19 Mar2005

Has candy really been declared legal tender in the Philippines? cowHas our money lost so much value that we can’t afford the aluminum to fabricate more coins? Have you ever noticed that many local stores simply never have any change (bills and coins) on hand? This is one of my pet peeves… local groceries several years ago started giving out hard candy instead of 25 or 50 centavos in change that they owed you. Supposedly they were having a hard time getting enough coins so they gave candy instead. And most people took it willingly instead of insisting on getting real money. I mean, have you ever tried to buy a coke at a vending machine with 52 hard candies? Or go back to the same grocery with 112 candies and try to pay for a loaf of bread? The cashiers would just look at you like you had lost your marbles! Even though they gave you the candy as change in the first place!

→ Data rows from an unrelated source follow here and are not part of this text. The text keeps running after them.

// SPDX-License-Identifier: GPL-3.0-only
// Copyright (C) 2025 Brian Hetro <whee@smaertness.net>

//! Command-line interface for docmd.
//!
//! This binary provides the `docmd` command, which runs the ReScript
//! documentation extractor on a source file and writes the result as
//! Markdown.

use docmd::extract::{self, Extractor};
use docmd::{docgen, renderer};
use lexopt::prelude::*;
use snafu::prelude::*;
use std::path::{Path, PathBuf};
use tracing::{info, warn};
use tracing_subscriber::EnvFilter;
use walkdir::WalkDir;

/// Environment variable holding a default extractor command line.
const EXTRACTOR_ENV: &str = "DOCMD_EXTRACTOR";

/// Environment variable holding a tracing filter directive.
const LOG_ENV: &str = "DOCMD_LOG";

/// Where to write the rendered output.
#[derive(Debug, Clone, PartialEq, Eq)]
enum OutputTarget {
    /// A file, or a directory in batch mode.
    Path(PathBuf),
    /// Write to stdout.
    Stdout,
}

#[allow(clippy::struct_excessive_bools)]
struct Cli {
    positional: Vec<PathBuf>,
    json: bool,
    extractor: Option<String>,
    show_source: bool,
    show_deprecated: bool,
    show_details: bool,
    code_lang: String,
    heading_offset: u8,
    quiet: bool,
    verbose: u8,
    dry_run: bool,
    force: bool,
}

#[derive(Debug, Snafu)]
enum Error {
    #[snafu(display("failed to parse arguments: {source}"))]
    ParseArgs { source: lexopt::Error },

    #[snafu(display("expected 2 arguments, got {count}\n\n{}", usage()))]
    Usage { count: usize },

    #[snafu(display("cannot write a directory of sources to stdout"))]
    DirectoryToStdout,

    #[snafu(display("{source}"))]
    InvalidExtractor { source: extract::ExtractError },

    #[snafu(display("failed to create output directory: {source}"))]
    CreateOutputDir { source: std::io::Error },

    #[snafu(display("failed to read {}: {source}", path.display()))]
    ReadFile {
        path: PathBuf,
        source: std::io::Error,
    },

    #[snafu(display("failed to extract documentation from {}: {source}", path.display()))]
    Extract {
        path: PathBuf,
        source: extract::ExtractError,
    },

    #[snafu(display("failed to parse {}: {source}", path.display()))]
    ParseFile {
        path: PathBuf,
        source: docgen::ParseError,
    },

    #[snafu(display("invalid input filename: no file stem"))]
    InvalidFilename,

    #[snafu(display("failed to write {}: {source}", path.display()))]
    WriteFile {
        path: PathBuf,
        source: std::io::Error,
    },
}

fn usage() -> String {
    format!(
        "Usage: {name} [OPTIONS] <SOURCE> <OUTPUT>",
        name = env!("CARGO_PKG_NAME")
    )
}

fn print_help() {
    println!(
        "\
{name} {version}
Convert ReScript documentation to Markdown

{usage}

Arguments:
  <SOURCE>  A .res/.resi file, a .json extractor dump with --json,
            or a directory of them
  <OUTPUT>  Output file, - for stdout, or a directory when SOURCE is one

Options:
      --json                Read extractor JSON instead of running the extractor
      --extractor <CMD>     Extractor command (default: npx rescript-tools doc,
                            or ${extractor_env})
      --heading-offset <N>  Shift heading levels by N (0-5, default: 0)
      --lang <LANG>         Code fence language for signatures (default: rescript)

Content (use --show-* or --hide-*):
      --show-source         Include definition file and line (default: off)
      --hide-source         Hide definition file and line
      --show-deprecated     Include deprecation notices (default: on)
      --hide-deprecated     Hide deprecation notices
      --show-details        Include record fields and constructors (default: on)
      --hide-details        Hide record fields and constructors

Other options:
  -q, --quiet               Only print warnings and errors
  -v, --verbose             More log output (repeatable; ${log_env} overrides)
  -n, --dry-run             Show what would be processed without writing
  -f, --force               Overwrite existing output files
  -h, --help                Print help
  -V, --version             Print version",
        name = env!("CARGO_PKG_NAME"),
        version = env!("CARGO_PKG_VERSION"),
        usage = usage(),
        extractor_env = EXTRACTOR_ENV,
        log_env = LOG_ENV,
    );
}

fn parse_args() -> Result<Cli, lexopt::Error> {
    let mut positional = Vec::new();
    let mut json = false;
    let mut extractor = None;
    // Defaults: source off, deprecated on, details on
    let mut show_source = false;
    let mut show_deprecated = true;
    let mut show_details = true;
    let mut code_lang = String::from("rescript");
    let mut heading_offset: u8 = 0;
    let mut quiet = false;
    let mut verbose: u8 = 0;
    let mut dry_run = false;
    let mut force = false;

    let mut parser = lexopt::Parser::from_env();
    while let Some(arg) = parser.next()? {
        match arg {
            Long("json") => json = true,
            Long("extractor") => extractor = Some(parser.value()?.string()?),
            // Show/hide flags - last one wins
            Long("show-source") => show_source = true,
            Long("hide-source") => show_source = false,
            Long("show-deprecated") => show_deprecated = true,
            Long("hide-deprecated") => show_deprecated = false,
            Long("show-details") => show_details = true,
            Long("hide-details") => show_details = false,
            Long("lang") => code_lang = parser.value()?.string()?,
            Long("heading-offset") => {
                let val: u8 = parser
                    .value()?
                    .parse()
                    .map_err(|_| "heading-offset must be a number 0-5")?;
                if val > 5 {
                    return Err("heading-offset must be 0-5".into());
                }
                heading_offset = val;
            }
            Short('q') | Long("quiet") => quiet = true,
            Short('v') | Long("verbose") => verbose = verbose.saturating_add(1),
            Short('n') | Long("dry-run") => dry_run = true,
            Short('f') | Long("force") => force = true,
            Short('h') | Long("help") => {
                print_help();
                std::process::exit(0);
            }
            Short('V') | Long("version") => {
                println!("{} {}", env!("CARGO_PKG_NAME"), env!("CARGO_PKG_VERSION"));
                std::process::exit(0);
            }
            Value(val) => positional.push(val.parse()?),
            _ => return Err(arg.unexpected()),
        }
    }

    Ok(Cli {
        positional,
        json,
        extractor,
        show_source,
        show_deprecated,
        show_details,
        code_lang,
        heading_offset,
        quiet,
        verbose,
        dry_run,
        force,
    })
}

/// Installs the stderr log subscriber.
///
/// `-q` drops to warnings, each `-v` adds a level. `DOCMD_LOG` wins over both.
fn init_logging(quiet: bool, verbose: u8) {
    let directive = match (quiet, verbose) {
        (true, _) => "warn",
        (false, 0) => "info",
        (false, 1) => "debug",
        (false, _) => "trace",
    };
    let filter = EnvFilter::try_from_env(LOG_ENV).unwrap_or_else(|_| EnvFilter::new(directive));

    let _ = tracing_subscriber::fmt()
        .with_env_filter(filter)
        .with_writer(std::io::stderr)
        .with_target(verbose >= 2)
        .without_time()
        .try_init();
}

#[snafu::report]
fn main() -> Result<(), Error> {
    let cli = parse_args().context(ParseArgsSnafu)?;
    init_logging(cli.quiet, cli.verbose);

    let (source, output) = split_positional(&cli.positional)?;

    let extractor = match cli
        .extractor
        .clone()
        .or_else(|| std::env::var(EXTRACTOR_ENV).ok())
    {
        Some(command) => Extractor::from_command_line(&command).context(InvalidExtractorSnafu)?,
        None => Extractor::default(),
    };

    if source.is_dir() {
        let OutputTarget::Path(out_dir) = &output else {
            return DirectoryToStdoutSnafu.fail();
        };
        let files = collect_input_files(source, cli.json);
        info!("found {} source files in {}", files.len(), source.display());
        if !cli.dry_run {
            std::fs::create_dir_all(out_dir).context(CreateOutputDirSnafu)?;
        }
        for file in &files {
            process_into_dir(file, out_dir, &extractor, &cli)?;
        }
    } else {
        let markdown = convert(source, &extractor, &cli)?;
        write_output(&markdown, &output, &cli)?;
    }

    Ok(())
}

/// Splits `<SOURCE> <OUTPUT>` into the source path and its output target.
/// An output of `-` means stdout.
fn split_positional(positional: &[PathBuf]) -> Result<(&Path, OutputTarget), Error> {
    let [source, output] = positional else {
        return UsageSnafu {
            count: positional.len(),
        }
        .fail();
    };
    let output = if output == Path::new("-") {
        OutputTarget::Stdout
    } else {
        OutputTarget::Path(output.clone())
    };
    Ok((source, output))
}

/// Collects the files to convert below `dir`.
///
/// A `.res` file is skipped when a `.resi` interface sits next to it; the
/// interface is what callers see.
fn collect_input_files(dir: &Path, json: bool) -> Vec<PathBuf> {
    let mut files: Vec<PathBuf> = WalkDir::new(dir)
        .into_iter()
        .filter_map(Result::ok)
        .filter(|e| e.file_type().is_file())
        .map(walkdir::DirEntry::into_path)
        .filter(|path| {
            let ext = path.extension().and_then(|ext| ext.to_str());
            if json {
                ext == Some("json")
            } else {
                ext == Some("resi") || (ext == Some("res") && !path.with_extension("resi").exists())
            }
        })
        .collect();
    files.sort();
    files
}

/// Creates render options from CLI arguments.
fn make_render_options(cli: &Cli) -> renderer::RenderOptions {
    renderer::RenderOptions {
        heading_offset: cli.heading_offset,
        show_source: cli.show_source,
        show_deprecated: cli.show_deprecated,
        show_details: cli.show_details,
        code_lang: cli.code_lang.clone(),
    }
}

/// Loads one source and renders it to Markdown.
fn convert(source: &Path, extractor: &Extractor, cli: &Cli) -> Result<String, Error> {
    let json = if cli.json {
        std::fs::read_to_string(source).context(ReadFileSnafu { path: source })?
    } else {
        extractor
            .run(source)
            .context(ExtractSnafu { path: source })?
    };
    let doc = docgen::parse_doc(&json).context(ParseFileSnafu { path: source })?;

    Ok(renderer::render_doc(&doc, &make_render_options(cli)))
}

/// Converts a single source into `<out_dir>/<stem>.md`.
fn process_into_dir(
    source: &Path,
    out_dir: &Path,
    extractor: &Extractor,
    cli: &Cli,
) -> Result<(), Error> {
    let out_name = source.file_stem().context(InvalidFilenameSnafu)?;
    let out_path = out_dir.join(format!("{}.md", out_name.to_string_lossy()));

    if cli.dry_run {
        info!("would write {}", out_path.display());
        return Ok(());
    }

    if out_path.exists() && !cli.force {
        warn!(
            "skipping {} (already exists, use --force to overwrite)",
            out_path.display()
        );
        return Ok(());
    }

    let markdown = convert(source, extractor, cli)?;
    std::fs::write(&out_path, &markdown).context(WriteFileSnafu { path: &out_path })?;
    info!("wrote {}", out_path.display());

    Ok(())
}

/// Writes a single rendered document to its target.
fn write_output(markdown: &str, output: &OutputTarget, cli: &Cli) -> Result<(), Error> {
    match output {
        OutputTarget::Stdout => {
            if cli.dry_run {
                info!("would write to stdout");
            } else {
                print!("{markdown}");
            }
        }
        OutputTarget::Path(path) => {
            if cli.dry_run {
                info!("would write {}", path.display());
            } else if path.exists() && !cli.force {
                warn!(
                    "skipping {} (already exists, use --force to overwrite)",
                    path.display()
                );
            } else {
                // Create parent directory if needed
                if let Some(parent) = path.parent()
                    && !parent.as_os_str().is_empty()
                {
                    std::fs::create_dir_all(parent).context(CreateOutputDirSnafu)?;
                }
                std::fs::write(path, markdown).context(WriteFileSnafu { path })?;
                info!("wrote {}", path.display());
            }
        }
    }

    Ok(())
}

No, candy is not legal tender. We have evolved since seashells were traded for wild boar. Groceries and any other store should and must have change or they shouldn’t be in business at all. When it really hits their bottom line, businesses do bother to obtain change. You don’t see toll booth cashiers handing out candy or asking you to dig up four coins from your wallet, do you? (or at least it is a rare occurrence). Anyone who thinks I am over reacting doesn’t get it, so there. It is the obligation of the vendor to have the change ready. In many cases, the party to blame is the business owner, and not the hapless salesperson that must deal with the wrath of Marketman… the salesperson doesn’t have the resources to bring several thousand pesos worth of change to her place of business… it is the owner’s job to ensure that the store is stocked with what is needed!

What really gets me is that this lack of change is so institutionalized locally that cashiers sometimes actually give you dirty looks when you refuse to give them exact change. It’s as though my role is not only to buy from them (and therefore give them employment opportunities) but I must also make the transaction completely effortless on their part by having exact change! How obnoxious is that? I also do not allow them to get away with giving me less than what’s due… they should round up in my favor. As a matter of obstinate policy, I always pay with a whole bill and rarely, if ever pay with exact change. I stock thousands of coins at home until, once a year or so, I get to use them in bulk. Like the time an express delivery service botched up my graduate school applications by inexplicably delivering them to my choice schools several days beyond a strict deadline. Not only did I give them a piece of my mind, I then sent the payment for the P1,500 bill in roughly 150,000 one centavo coins (I worked for a bank at the time and sourced my coins from there too) with a few five and ten centavo coins thrown in just so they would have to really count the stuff. They issued an official receipt.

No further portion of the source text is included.